Darren Rebelez, executive vice president and CO O of Dallas-based 7-Eleven, was on hand when the c-store giant was recognized for its green commissary and combined distribution center (CDC) in Bohemia, N.Y. The facility prepares and delivers fresh foods to 674 7-Eleven stores in New York, New Jersey and Pennsylvania. The commissary and CDC was designed to lower energy consumption, water use and utility costs. The 130,000-square-foot facility is equipped with a gas-energy mixing system that treats the water before it is discharged, among other environmentally friendly initiatives. The company was also recognized for its first location that meets Leadership in Energy and Environmental Design criteria (LEED). The DeLand, Fla., location is landscaped with native, drought-tolerant vegetation and permeable surfaces, and it has an outdoor eating area with cypress pergolas and arbors. It’s the nonvisible features of this store that give it most of its sustainable cache: local and regional building materials; recycled materials; Forest Stewardship Councilcertified wood; and high-efficiency energy, water and lighting systems.

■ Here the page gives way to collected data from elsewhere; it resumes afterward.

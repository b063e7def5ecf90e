//! Batch orchestration over a list of topics

use crate::acquire::{Acquirer, Source};
use crate::model::BatchSummary;
use crate::HarvestError;

impl Acquirer {
    /// Runs a search-backed pipeline for each topic, strictly in input order
    ///
    /// Topics are processed one after another to bound load on the search
    /// endpoint; total latency is the sum of the per-topic runs. A failed topic
    /// is recorded in the summary and does not stop the batch.
    ///
    /// # Returns
    ///
    /// * `Ok(BatchSummary)` - One result per topic
    /// * `Err(HarvestError::Validation)` - The topic list was empty; nothing was run
    pub async fn run_batch(&self, topics: &[String]) -> Result<BatchSummary, HarvestError> {
        if topics.is_empty() {
            return Err(HarvestError::Validation(
                "Topics list is required and must be a non-empty array".to_string(),
            ));
        }

        tracing::info!("Starting batch of {} topics", topics.len());

        let mut results = Vec::with_capacity(topics.len());
        for (index, topic) in topics.iter().enumerate() {
            tracing::info!("Batch topic {}/{}: \"{}\"", index + 1, topics.len(), topic);
            results.push(
                self.acquire_documents(topic, Source::SearchProviderLookup)
                    .await,
            );
        }

        let summary = BatchSummary::from_results(results);
        tracing::info!("{}", summary.message);
        Ok(summary)
    }
}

GetGo, the c-store arm of multi-format retailer Giant Eagle Inc., received LEED certification for its GetGo location in Wexford, Pa., in March. The store is designed with air-quality sensors that constantly monitor for carbon dioxide. To improve general air quality, the facility uses adhesives, sealants, paints, carpeting and wood products that are low in volatile organic compounds. It also practices water conservation by landscaping with drought-resistant vegetation. The facility consumes 21% less energy by using increased insulation. No ozone-depleting refrigerants are used in its refrigeration and cooling systems. Most of the construction waste was sent to other companies for reuse, and all wood used in the site is harvested from sustainable services. All of the company’s WetGo Car Washes use a Pure Water state-of-theart water reclamation system. All WetGo Car Washes discharge their water into a separate sanitary sewer, where it is treated and recycled. As such, the discharge from the car washes is not emptied into storm drains. WetGo Car Washes use approximately 30 to 40 gallons of water per vehicle, equivalent to the amount a person uses for an average shower.
Green Valley Grocery
In accepting his company’s Environmental Stewardship award, Rick Crawford, CEO of Crawford Oil, dba Green Valley Grocery, mentioned the company’s commitment to building new, and remodeling old stores to be more environmentally friendly. All green innovation in the chain had to have a payback of two years or less. Of the chain’s 41 stores, four have been remodeled to implement new green ideas, and one was built from the ground up. When the company began its green journey, a team of designers, contractors, architects, suppliers and G reen Valley personnel gathered to discuss ways in which they could design a store that would conserve energy and keep costs down. Nearly 50 environmentally friendly items were considered. In the end, 37 were implemented in the ground-up build. Some items, such as solar panels, wouldn’t see payback for at least 12 to 15 years; they were deemed unrealistic goals. However, in the short term, energy-efficient lighting for both inside and on the canopy, water reclamation efforts in its car washes, and EnergyStar equipment all made sense. Companywide, the chain is installing energy-efficient fixtures in all stores.